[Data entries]
-------
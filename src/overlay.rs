use std::time::Duration;

use log::info;

use crate::animation::{AnimationRequest, AnimationSink, AnimationTarget, Animator, Easing, Motion};

#[derive(Debug, Clone, Copy, PartialEq, Eq)]
pub enum OverlayState {
    Visible,
    FadingOut,
    /// Terminal.
    Hidden,
}

/// Loading screen covering the scene until the assets are ready.
#[derive(Debug)]
pub struct LoadingOverlay {
    state: OverlayState,
    fade: Duration,
}

impl LoadingOverlay {
    pub fn new(fade: Duration) -> Self {
        Self {
            state: OverlayState::Visible,
            fade,
        }
    }

    pub fn state(&self) -> OverlayState {
        self.state
    }

    pub fn is_drawn(&self) -> bool {
        self.state != OverlayState::Hidden
    }

    /// Starts the fade-out. Calling it again has no effect.
    pub fn begin_fade(&mut self, sink: &mut impl AnimationSink) {
        if self.state != OverlayState::Visible {
            return;
        }
        info!("hiding loading overlay");
        self.state = OverlayState::FadingOut;
        sink.request(AnimationRequest {
            target: AnimationTarget::OverlayOpacity,
            motion: Motion::To(0.0),
            duration: self.fade,
            easing: Easing::Linear,
        });
    }

    /// Moves to `Hidden` once the fade has run its course.
    pub fn update(&mut self, animator: &Animator) {
        if self.state == OverlayState::FadingOut
            && animator.is_idle(AnimationTarget::OverlayOpacity)
            && animator.value(AnimationTarget::OverlayOpacity) <= 0.0
        {
            self.state = OverlayState::Hidden;
        }
    }
}

#[cfg(test)]
mod tests {
    use super::*;

    #[test]
    fn fade_runs_once_and_ends_hidden() {
        let mut animator = Animator::new();
        animator.set(AnimationTarget::OverlayOpacity, 1.0);
        let mut overlay = LoadingOverlay::new(Duration::from_millis(500));

        overlay.begin_fade(&mut animator);
        assert_eq!(overlay.state(), OverlayState::FadingOut);

        animator.advance(Duration::from_millis(250));
        overlay.update(&animator);
        assert_eq!(overlay.state(), OverlayState::FadingOut);
        assert!((animator.value(AnimationTarget::OverlayOpacity) - 0.5).abs() < 1e-5);

        animator.advance(Duration::from_millis(250));
        overlay.update(&animator);
        assert_eq!(overlay.state(), OverlayState::Hidden);
        assert!(!overlay.is_drawn());
    }

    #[test]
    fn begin_fade_is_idempotent() {
        let mut requests = Vec::new();
        let mut overlay = LoadingOverlay::new(Duration::from_millis(500));
        overlay.begin_fade(&mut requests);
        overlay.begin_fade(&mut requests);
        assert_eq!(requests.len(), 1);
    }

    #[test]
    fn visible_overlay_stays_visible_without_a_fade() {
        let animator = Animator::new();
        let mut overlay = LoadingOverlay::new(Duration::from_millis(500));
        overlay.update(&animator);
        assert_eq!(overlay.state(), OverlayState::Visible);
    }
}
use std::any::Any;
use std::env;
use std::fmt;
use std::panic::{self, AssertUnwindSafe};
use std::path::PathBuf;
use std::sync::Arc;
use std::time::Instant;

use anyhow::{anyhow, Context, Result};
use glam::Vec2;
use log::{info, warn};
use pollster::block_on;
use winit::dpi::LogicalSize;
use winit::event::{ElementState, Event, MouseButton, MouseScrollDelta, WindowEvent};
use winit::event_loop::{ControlFlow, EventLoop, EventLoopWindowTarget};
use winit::keyboard::{Key, NamedKey};
use winit::platform::run_on_demand::EventLoopExtRunOnDemand;
use winit::window::WindowBuilder;

use orbit_scene::{
    scene_summary, AssetLoader, DragMode, GateTransition, LoadOutcome, LoadRequest, Renderer,
    SceneConfig, SceneState, WheelOutcome,
};

fn main() {
    env_logger::init();
    if let Err(err) = run() {
        eprintln!("Error: {err:?}");
        std::process::exit(1);
    }
}

fn run() -> Result<()> {
    let options = CliOptions::parse()?;
    let config = match &options.config {
        Some(path) => SceneConfig::load(path)
            .with_context(|| format!("failed to load scene {}", path.display()))?,
        None => SceneConfig::default(),
    };

    if options.summary_only {
        print_summary(&config);
        return Ok(());
    }

    match run_interactive(&config) {
        Ok(()) => Ok(()),
        Err(err) if err.downcast_ref::<WindowInitError>().is_some() => {
            eprintln!(
                "{err}. Falling back to --summary-only mode (set DISPLAY or install X11 libs to enable rendering)."
            );
            print_summary(&config);
            Ok(())
        }
        Err(err) => Err(err),
    }
}

fn print_summary(config: &SceneConfig) {
    for line in scene_summary(config) {
        println!("{line}");
    }
}

fn run_interactive(config: &SceneConfig) -> Result<()> {
    let default_hook = panic::take_hook();
    panic::set_hook(Box::new(|_| {}));
    let event_loop = panic::catch_unwind(AssertUnwindSafe(EventLoop::new));
    panic::set_hook(default_hook);
    let mut event_loop = event_loop
        .map_err(|panic| WindowInitError::from_panic("event loop", panic))?
        .map_err(|err| WindowInitError::from_error("event loop", err))?;
    let window = Arc::new(
        WindowBuilder::new()
            .with_title("Orbit Scene")
            .with_inner_size(LogicalSize::new(1280.0, 720.0))
            .build(&event_loop)
            .map_err(|err| WindowInitError::from_error("window", err))?,
    );

    let renderer = block_on(Renderer::new(Arc::clone(&window), config))?;
    let size = renderer.size();
    let scene = SceneState::new(config, size.width, size.height);

    let mut loader = AssetLoader::new();
    let requests = LoadRequest::for_scene(config);
    let launched = loader.start(requests);
    info!("started {launched} asset loader(s)");

    let mut app = AppState {
        renderer,
        scene,
        loader,
        started: Instant::now(),
        last_error: None,
    };

    event_loop
        .run_on_demand(|event, elwt| {
            elwt.set_control_flow(ControlFlow::Poll);
            if let Err(err) = app.process_event(&event, elwt) {
                app.last_error = Some(err);
                elwt.exit();
            }
        })
        .context("event loop terminated abnormally")?;

    if let Some(err) = app.last_error.take() {
        return Err(err);
    }

    Ok(())
}

struct AppState {
    renderer: Renderer,
    scene: SceneState,
    loader: AssetLoader,
    started: Instant,
    last_error: Option<anyhow::Error>,
}

#[derive(Debug)]
struct WindowInitError {
    message: String,
}

impl WindowInitError {
    fn from_panic(stage: &str, panic: Box<dyn Any + Send>) -> Self {
        Self {
            message: format!("failed to initialize {stage}: {}", panic_message(panic)),
        }
    }

    fn from_error(stage: &str, err: impl fmt::Display) -> Self {
        Self {
            message: format!("failed to initialize {stage}: {err}"),
        }
    }
}

impl fmt::Display for WindowInitError {
    fn fmt(&self, f: &mut fmt::Formatter<'_>) -> fmt::Result {
        f.write_str(&self.message)
    }
}

impl std::error::Error for WindowInitError {}

fn panic_message(panic: Box<dyn Any + Send>) -> String {
    match panic.downcast::<String>() {
        Ok(msg) => *msg,
        Err(panic) => match panic.downcast::<&'static str>() {
            Ok(msg) => (*msg).to_string(),
            Err(_) => "unknown panic".into(),
        },
    }
}

impl AppState {
    fn process_event(&mut self, event: &Event<()>, elwt: &EventLoopWindowTarget<()>) -> Result<()> {
        match event {
            Event::WindowEvent { event, window_id } if *window_id == self.renderer.window_id() => {
                match event {
                    WindowEvent::CloseRequested => elwt.exit(),
                    WindowEvent::Resized(size) => {
                        self.renderer.resize(*size);
                        self.scene.on_resize(size.width, size.height);
                    }
                    WindowEvent::KeyboardInput { event, .. } => {
                        if event.state == ElementState::Pressed
                            && event.logical_key == Key::Named(NamedKey::Escape)
                        {
                            elwt.exit();
                        }
                    }
                    WindowEvent::MouseWheel { delta, .. } => self.wheel_moved(*delta),
                    WindowEvent::MouseInput { state, button, .. } => {
                        let mode = match button {
                            MouseButton::Left => Some(DragMode::Rotate),
                            MouseButton::Right => Some(DragMode::Pan),
                            _ => None,
                        };
                        if let Some(mode) = mode {
                            self.scene
                                .on_pointer_button(mode, *state == ElementState::Pressed);
                        }
                    }
                    WindowEvent::CursorMoved { position, .. } => {
                        let pos = Vec2::new(position.x as f32, position.y as f32);
                        self.scene
                            .on_pointer_moved(pos, self.renderer.size().height);
                    }
                    WindowEvent::RedrawRequested => self.redraw()?,
                    _ => {}
                }
            }
            Event::AboutToWait => {
                self.renderer.window().request_redraw();
            }
            _ => {}
        }
        Ok(())
    }

    fn wheel_moved(&mut self, delta: MouseScrollDelta) {
        let amount = match delta {
            MouseScrollDelta::LineDelta(x, y) => x.abs() + y.abs(),
            MouseScrollDelta::PixelDelta(pos) => (pos.x.abs() + pos.y.abs()) as f32,
        };
        if amount == 0.0 {
            return;
        }
        if let WheelOutcome::Advanced { index, wrapped } =
            self.scene.on_wheel(self.started.elapsed())
        {
            info!("showing planet {index}{}", if wrapped { " (wrapped)" } else { "" });
        }
    }

    fn redraw(&mut self) -> Result<()> {
        for outcome in self.loader.drain() {
            self.apply_asset(outcome);
        }

        let frame = self.scene.tick(self.started.elapsed());
        if let Err(err) = self.renderer.render(&frame) {
            match err {
                wgpu::SurfaceError::Lost | wgpu::SurfaceError::Outdated => {
                    let size = self.renderer.window().inner_size();
                    self.renderer.resize(size);
                }
                wgpu::SurfaceError::OutOfMemory => {
                    return Err(anyhow!("GPU is out of memory"));
                }
                wgpu::SurfaceError::Timeout => {
                    info!("Surface timeout; retrying next frame");
                }
            }
        }
        Ok(())
    }

    fn apply_asset(&mut self, outcome: LoadOutcome) {
        let LoadOutcome { key, path, result } = outcome;
        let settled = result
            .map_err(|err| err.to_string())
            .and_then(|texture| {
                self.renderer
                    .set_texture(key, &texture)
                    .map_err(|err| format!("unable to upload {}: {err:#}", path.display()))
            });
        if self.scene.on_asset(key, settled) == GateTransition::Opened {
            info!(
                "all assets settled ({} failed); revealing scene",
                self.scene.gate().failures().len()
            );
        }
    }
}

impl Drop for AppState {
    fn drop(&mut self) {
        let pending = self.scene.gate().pending();
        if !pending.is_empty() {
            warn!("exiting with {} asset(s) still loading", pending.len());
        }
    }
}

struct CliOptions {
    config: Option<PathBuf>,
    summary_only: bool,
}

impl CliOptions {
    fn parse() -> Result<Self> {
        let mut args = env::args().skip(1);
        let mut config = None;
        let mut summary_only = false;
        while let Some(arg) = args.next() {
            match arg.as_str() {
                "--config" => {
                    let Some(path) = args.next() else {
                        return Err(anyhow!(
                            "Usage: orbit-scene [--config <scene.xml>] [--summary-only]"
                        ));
                    };
                    config = Some(PathBuf::from(path));
                }
                "--summary-only" => summary_only = true,
                other => {
                    return Err(anyhow!(
                        "Unknown argument: {other}. Expected --config <scene.xml> or --summary-only"
                    ));
                }
            }
        }
        Ok(Self {
            config,
            summary_only,
        })
    }
}
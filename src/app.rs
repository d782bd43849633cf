use std::time::Duration;

use glam::Vec2;
use log::info;

use crate::animation::{AnimationTarget, Animator};
use crate::asset_gate::{AssetGate, AssetKey, GateTransition};
use crate::camera::{Camera, DragMode, OrbitControls};
use crate::config::SceneConfig;
use crate::hud::{overlay_quad, HeadingColumn};
use crate::overlay::LoadingOverlay;
use crate::scene::{FrameSnapshot, OrbitLayout};
use crate::scroll::{ScrollStateMachine, WheelOutcome};

/// Window-independent state of the running scene.
///
/// Every input arrives on the event loop thread; the struct is driven by the
/// windowing glue and read back as a [`FrameSnapshot`] once per frame.
#[derive(Debug)]
pub struct SceneState {
    layout: OrbitLayout,
    headings: HeadingColumn,
    gate: AssetGate,
    scroll: ScrollStateMachine,
    animator: Animator,
    overlay: LoadingOverlay,
    camera: Camera,
    controls: OrbitControls,
    elapsed: Duration,
}

impl SceneState {
    pub fn new(config: &SceneConfig, width: u32, height: u32) -> Self {
        let mut animator = Animator::new();
        animator.set(AnimationTarget::OverlayOpacity, 1.0);
        Self {
            layout: OrbitLayout::from_config(config),
            headings: HeadingColumn::new(config.planets.iter().map(|p| p.color).collect()),
            gate: AssetGate::new(config.positions()).with_timeout(config.loading.timeout),
            scroll: ScrollStateMachine::new(
                config.positions(),
                config.scroll.throttle,
                config.scroll.duration,
            ),
            animator,
            overlay: LoadingOverlay::new(config.loading.fade),
            camera: Camera::new(&config.camera, width, height),
            controls: OrbitControls::new(config.camera.damping),
            elapsed: Duration::ZERO,
        }
    }

    pub fn gate(&self) -> &AssetGate {
        &self.gate
    }

    pub fn scroll(&self) -> &ScrollStateMachine {
        &self.scroll
    }

    pub fn overlay(&self) -> &LoadingOverlay {
        &self.overlay
    }

    pub fn camera(&self) -> &Camera {
        &self.camera
    }

    pub fn animator(&self) -> &Animator {
        &self.animator
    }

    /// Wheel input stamped with the time since startup.
    pub fn on_wheel(&mut self, at: Duration) -> WheelOutcome {
        self.scroll.on_wheel_event(at, &mut self.animator)
    }

    /// Returns false for zero-area sizes, which leave the camera untouched.
    pub fn on_resize(&mut self, width: u32, height: u32) -> bool {
        self.camera.set_viewport(width, height)
    }

    pub fn on_pointer_button(&mut self, mode: DragMode, pressed: bool) {
        if pressed {
            self.controls.pointer_down(mode);
        } else {
            self.controls.pointer_up(mode);
        }
    }

    pub fn on_pointer_moved(&mut self, position: Vec2, viewport_height: u32) {
        self.controls.pointer_moved(position, viewport_height);
    }

    /// Feeds a settled asset into the gate; failures carry their message.
    pub fn on_asset(&mut self, key: AssetKey, result: Result<(), String>) -> GateTransition {
        let transition = match result {
            Ok(()) => self.gate.record_asset_loaded(key),
            Err(message) => self.gate.record_asset_failed(key, message),
        };
        if transition == GateTransition::Opened {
            self.overlay.begin_fade(&mut self.animator);
        }
        transition
    }

    /// Advances animations to `elapsed` and returns the frame to draw.
    pub fn tick(&mut self, elapsed: Duration) -> FrameSnapshot {
        let dt = elapsed.saturating_sub(self.elapsed);
        self.elapsed = elapsed.max(self.elapsed);

        if self.gate.expire(self.elapsed) == GateTransition::Opened {
            self.overlay.begin_fade(&mut self.animator);
        }
        self.animator.advance(dt);
        self.overlay.update(&self.animator);
        self.controls.update(&mut self.camera);

        let rotation = self.animator.value(AnimationTarget::OrbitRotation);
        let mut quads = self
            .headings
            .quads(self.animator.value(AnimationTarget::HeadingOffset));
        if self.overlay.is_drawn() {
            quads.push(overlay_quad(
                self.animator.value(AnimationTarget::OverlayOpacity),
            ));
        }

        FrameSnapshot {
            camera: self.camera.params(),
            items: self.layout.draw_items(rotation, self.elapsed),
            quads,
        }
    }
}

/// Human-readable description of the resolved scene, one line per entry.
pub fn scene_summary(config: &SceneConfig) -> Vec<String> {
    let layout = OrbitLayout::from_config(config);
    let scroll = ScrollStateMachine::new(
        config.positions(),
        config.scroll.throttle,
        config.scroll.duration,
    );
    let mut lines = vec![format!(
        "Scene with {} planets ({} assets)",
        config.positions(),
        config.positions() + 2
    )];
    lines.extend(config.planets.iter().enumerate().map(|(index, planet)| {
        let position = layout.planet_position(index);
        format!(
            " - {} pos=({:.2}, {:.2}, {:.2}) texture={}",
            planet.name,
            printable(position.x),
            printable(position.y),
            printable(position.z),
            config.resolve(&planet.texture).display()
        )
    }));
    lines.push(format!(
        " - environment={}",
        config.resolve(&config.environment).display()
    ));
    lines.push(format!(
        " - starfield={}",
        config.resolve(&config.starfield.texture).display()
    ));
    lines.push(format!(
        "Scroll: throttle {} ms, tween {} ms, step {:.1} deg",
        config.scroll.throttle.as_millis(),
        config.scroll.duration.as_millis(),
        scroll.rotation_step().to_degrees()
    ));
    info!("summarized scene with {} planets", config.positions());
    lines
}

/// Flushes float noise so that values like `-1e-7` print as `0.00`.
fn printable(value: f32) -> f32 {
    if value.abs() < 5e-3 {
        0.0
    } else {
        value
    }
}
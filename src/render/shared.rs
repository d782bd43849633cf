/// Textured spheres lit by an equirectangular environment map.
pub(crate) const MESH_SHADER: &str = r#"
struct Globals {
    view_proj: mat4x4<f32>,
    camera_position: vec4<f32>,
    // x: environment intensity
    environment: vec4<f32>,
}

struct Object {
    model: mat4x4<f32>,
    normal: mat3x4<f32>,
    // x: self illumination
    params: vec4<f32>,
}

@group(0) @binding(0)
var<uniform> globals: Globals;
@group(0) @binding(1)
var environment_map: texture_2d<f32>;
@group(0) @binding(2)
var linear_sampler: sampler;

@group(1) @binding(0)
var<uniform> object: Object;
@group(1) @binding(1)
var albedo_map: texture_2d<f32>;

struct VertexInput {
    @location(0) position: vec3<f32>,
    @location(1) normal: vec3<f32>,
    @location(2) uv: vec2<f32>,
}

struct VertexOutput {
    @builtin(position) clip: vec4<f32>,
    @location(0) world_pos: vec3<f32>,
    @location(1) normal: vec3<f32>,
    @location(2) uv: vec2<f32>,
}

const PI: f32 = 3.14159265;

fn equirect_uv(direction: vec3<f32>) -> vec2<f32> {
    let d = normalize(direction);
    let u = atan2(d.z, d.x) / (2.0 * PI) + 0.5;
    let v = acos(clamp(d.y, -1.0, 1.0)) / PI;
    return vec2<f32>(u, v);
}

@vertex
fn vs_main(input: VertexInput) -> VertexOutput {
    var out: VertexOutput;
    let world = object.model * vec4<f32>(input.position, 1.0);
    out.clip = globals.view_proj * world;
    out.world_pos = world.xyz;
    let normal_matrix = mat3x3<f32>(
        object.normal[0].xyz,
        object.normal[1].xyz,
        object.normal[2].xyz
    );
    out.normal = normalize(normal_matrix * input.normal);
    out.uv = input.uv;
    return out;
}

@fragment
fn fs_main(input: VertexOutput) -> @location(0) vec4<f32> {
    let albedo = textureSample(albedo_map, linear_sampler, input.uv).rgb;
    let n = normalize(input.normal);
    let view = normalize(globals.camera_position.xyz - input.world_pos);
    let reflected = reflect(-view, n);
    let irradiance = textureSample(environment_map, linear_sampler, equirect_uv(n)).rgb;
    let specular = textureSample(environment_map, linear_sampler, equirect_uv(reflected)).rgb;
    let intensity = globals.environment.x;
    let lit = albedo * (irradiance * intensity + vec3<f32>(0.04)) + specular * 0.04 * intensity;
    return vec4<f32>(mix(lit, albedo, object.params.x), 1.0);
}
"#;

/// Flat-colored screen-space quads.
pub(crate) const QUAD_SHADER: &str = r#"
struct QuadInput {
    @location(0) position: vec2<f32>,
    @location(1) color: vec4<f32>,
}

struct QuadOutput {
    @builtin(position) clip: vec4<f32>,
    @location(0) color: vec4<f32>,
}

@vertex
fn vs_quad(input: QuadInput) -> QuadOutput {
    var out: QuadOutput;
    out.clip = vec4<f32>(input.position, 0.0, 1.0);
    out.color = input.color;
    return out;
}

@fragment
fn fs_quad(input: QuadOutput) -> @location(0) vec4<f32> {
    return input.color;
}
"#;
//! Perspective camera orbiting a movable target.

use std::f32::consts::{FRAC_PI_2, TAU};

use glam::{Mat4, Vec2, Vec3};

use crate::config::CameraConfig;

/// Camera parameters consumed by the renderer's uniform buffer.
#[derive(Clone, Copy, Debug)]
pub struct CameraParams {
    pub view_proj: Mat4,
    pub position: Vec3,
}

/// Orbital camera looking at `target` from `distance` away.
#[derive(Debug, Clone)]
pub struct Camera {
    /// Vertical field of view, degrees.
    pub fov: f32,
    pub near: f32,
    pub far: f32,
    pub aspect: f32,
    pub target: Vec3,
    pub distance: f32,
    /// Rotation around the Y axis, radians.
    pub azimuth: f32,
    /// Angle above the XZ plane, radians.
    pub elevation: f32,
}

impl Camera {
    pub fn new(config: &CameraConfig, width: u32, height: u32) -> Self {
        let mut camera = Self {
            fov: config.fov,
            near: config.near,
            far: config.far,
            aspect: 1.0,
            target: Vec3::ZERO,
            distance: config.distance,
            azimuth: 0.0,
            elevation: 0.0,
        };
        camera.set_viewport(width, height);
        camera
    }

    /// Updates the aspect ratio for a new viewport. Zero-area sizes are ignored.
    pub fn set_viewport(&mut self, width: u32, height: u32) -> bool {
        if width == 0 || height == 0 {
            return false;
        }
        self.aspect = width as f32 / height as f32;
        true
    }

    pub fn position(&self) -> Vec3 {
        let x = self.distance * self.elevation.cos() * self.azimuth.sin();
        let y = self.distance * self.elevation.sin();
        let z = self.distance * self.elevation.cos() * self.azimuth.cos();
        self.target + Vec3::new(x, y, z)
    }

    pub fn view_matrix(&self) -> Mat4 {
        Mat4::look_at_rh(self.position(), self.target, Vec3::Y)
    }

    pub fn projection_matrix(&self) -> Mat4 {
        Mat4::perspective_rh(self.fov.to_radians(), self.aspect, self.near, self.far)
    }

    pub fn params(&self) -> CameraParams {
        CameraParams {
            view_proj: self.projection_matrix() * self.view_matrix(),
            position: self.position(),
        }
    }
}

/// Pointer drag gestures understood by [`OrbitControls`].
#[derive(Debug, Clone, Copy, PartialEq, Eq)]
pub enum DragMode {
    /// Orbit around the target.
    Rotate,
    /// Slide the target in the view plane.
    Pan,
}

/// Drag-to-orbit controller with inertial damping.
#[derive(Debug, Clone)]
pub struct OrbitControls {
    damping: f32,
    /// Azimuth and elevation still to apply, radians.
    pending: Vec2,
    /// Pan still to apply, in viewport heights.
    pending_pan: Vec2,
    drag: Option<DragMode>,
    last_cursor: Option<Vec2>,
}

impl OrbitControls {
    pub fn new(damping: f32) -> Self {
        Self {
            damping: damping.clamp(0.0, 1.0),
            pending: Vec2::ZERO,
            pending_pan: Vec2::ZERO,
            drag: None,
            last_cursor: None,
        }
    }

    pub fn is_dragging(&self) -> bool {
        self.drag.is_some()
    }

    pub fn pointer_down(&mut self, mode: DragMode) {
        self.drag = Some(mode);
    }

    /// Ends the drag started with `mode`; releasing another button is ignored.
    pub fn pointer_up(&mut self, mode: DragMode) {
        if self.drag == Some(mode) {
            self.drag = None;
        }
    }

    /// Feeds a cursor position in physical pixels. A full viewport height of
    /// rotate drag turns the camera once around; dragging down raises it.
    pub fn pointer_moved(&mut self, position: Vec2, viewport_height: u32) {
        let Some(last) = self.last_cursor.replace(position) else {
            return;
        };
        if viewport_height == 0 {
            return;
        }
        let delta = (position - last) / viewport_height as f32;
        match self.drag {
            Some(DragMode::Rotate) => {
                self.pending.x -= delta.x * TAU;
                self.pending.y += delta.y * TAU;
            }
            Some(DragMode::Pan) => self.pending_pan += delta,
            None => {}
        }
    }

    /// Applies a damped share of the pending motion to the camera.
    pub fn update(&mut self, camera: &mut Camera) {
        let share = if self.damping <= 0.0 { 1.0 } else { self.damping };
        let rotation = self.pending * share;
        let pan = self.pending_pan * share;
        self.pending -= rotation;
        self.pending_pan -= pan;

        camera.azimuth += rotation.x;
        camera.elevation =
            (camera.elevation + rotation.y).clamp(-FRAC_PI_2 + 0.01, FRAC_PI_2 - 0.01);

        if pan != Vec2::ZERO {
            let forward = (camera.target - camera.position()).normalize_or_zero();
            let right = forward.cross(Vec3::Y).normalize_or_zero();
            let up = right.cross(forward);
            // World units spanned by one viewport height at the target.
            let span = 2.0 * camera.distance * (camera.fov.to_radians() * 0.5).tan();
            camera.target += (up * pan.y - right * pan.x) * span;
        }
    }
}
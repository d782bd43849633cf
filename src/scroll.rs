use std::f32::consts::TAU;
use std::time::Duration;

use log::debug;

use crate::animation::{AnimationRequest, AnimationSink, AnimationTarget, Easing, Motion};

/// Minimum-interval gate for input events.
#[derive(Debug, Clone, Copy)]
pub struct Throttle {
    min_interval: Duration,
    last_fire: Option<Duration>,
}

impl Throttle {
    pub fn new(min_interval: Duration) -> Self {
        Self {
            min_interval,
            last_fire: None,
        }
    }

    /// Accepts the event if it is at least `min_interval` after the last
    /// accepted one. The first event is always accepted.
    pub fn try_fire(&mut self, timestamp: Duration) -> bool {
        if let Some(last) = self.last_fire {
            if timestamp.saturating_sub(last) < self.min_interval {
                return false;
            }
        }
        self.last_fire = Some(timestamp);
        true
    }

    pub fn last_fire(&self) -> Option<Duration> {
        self.last_fire
    }
}

/// Outcome of a wheel event.
#[derive(Debug, Clone, Copy, PartialEq, Eq)]
pub enum WheelOutcome {
    Rejected,
    /// Accepted; carries the new index and whether the cycle wrapped.
    Advanced { index: usize, wrapped: bool },
}

/// Maps throttled wheel input onto a wrapping orbit index and the
/// animations that present it.
#[derive(Debug)]
pub struct ScrollStateMachine {
    positions: usize,
    index: usize,
    throttle: Throttle,
    duration: Duration,
    easing: Easing,
}

impl ScrollStateMachine {
    /// `positions` is the number of stops on the orbit (one per planet).
    pub fn new(positions: usize, min_interval: Duration, duration: Duration) -> Self {
        Self {
            positions: positions.max(1),
            index: 0,
            throttle: Throttle::new(min_interval),
            duration,
            easing: Easing::Power2InOut,
        }
    }

    pub fn index(&self) -> usize {
        self.index
    }

    pub fn positions(&self) -> usize {
        self.positions
    }

    /// Rotation applied to the orbit group per accepted step.
    pub fn rotation_step(&self) -> f32 {
        -TAU / self.positions as f32
    }

    /// Handles a wheel event stamped with a monotonic `timestamp`.
    pub fn on_wheel_event(
        &mut self,
        timestamp: Duration,
        sink: &mut impl AnimationSink,
    ) -> WheelOutcome {
        if !self.throttle.try_fire(timestamp) {
            debug!("wheel event at {timestamp:?} throttled");
            return WheelOutcome::Rejected;
        }

        self.index = (self.index + 1) % self.positions;
        let wrapped = self.index == 0;

        sink.request(self.tween(AnimationTarget::OrbitRotation, Motion::By(self.rotation_step())));
        sink.request(self.tween(AnimationTarget::HeadingOffset, Motion::By(-1.0)));
        // Heading steps are relative, so a full cycle has to be zeroed explicitly.
        if wrapped {
            sink.request(self.tween(AnimationTarget::HeadingOffset, Motion::To(0.0)));
        }

        debug!("scroll index advanced to {}", self.index);
        WheelOutcome::Advanced {
            index: self.index,
            wrapped,
        }
    }

    fn tween(&self, target: AnimationTarget, motion: Motion) -> AnimationRequest {
        AnimationRequest {
            target,
            motion,
            duration: self.duration,
            easing: self.easing,
        }
    }
}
-------
Repeat every line exactly, starting with the first line of the entries, and stop once the line containing "pub fn begin_fade(&mut" has been given.

filename src/overlay.rs
use std::time::Duration;

use log::info;

use crate::animation::{AnimationRequest, AnimationSink, AnimationTarget, Animator, Easing, Motion};

#[derive(Debug, Clone, Copy, PartialEq, Eq)]
pub enum OverlayState {
    Visible,
    FadingOut,
    /// Terminal.
    Hidden,
}

/// Loading screen covering the scene until the assets are ready.
#[derive(Debug)]
pub struct LoadingOverlay {
    state: OverlayState,
    fade: Duration,
}

impl LoadingOverlay {
    pub fn new(fade: Duration) -> Self {
        Self {
            state: OverlayState::Visible,
            fade,
        }
    }

    pub fn state(&self) -> OverlayState {
        self.state
    }

    pub fn is_drawn(&self) -> bool {
        self.state != OverlayState::Hidden
    }

    /// Starts the fade-out. Calling it again has no effect.
    pub fn begin_fade(&mut self, sink: &mut impl AnimationSink) {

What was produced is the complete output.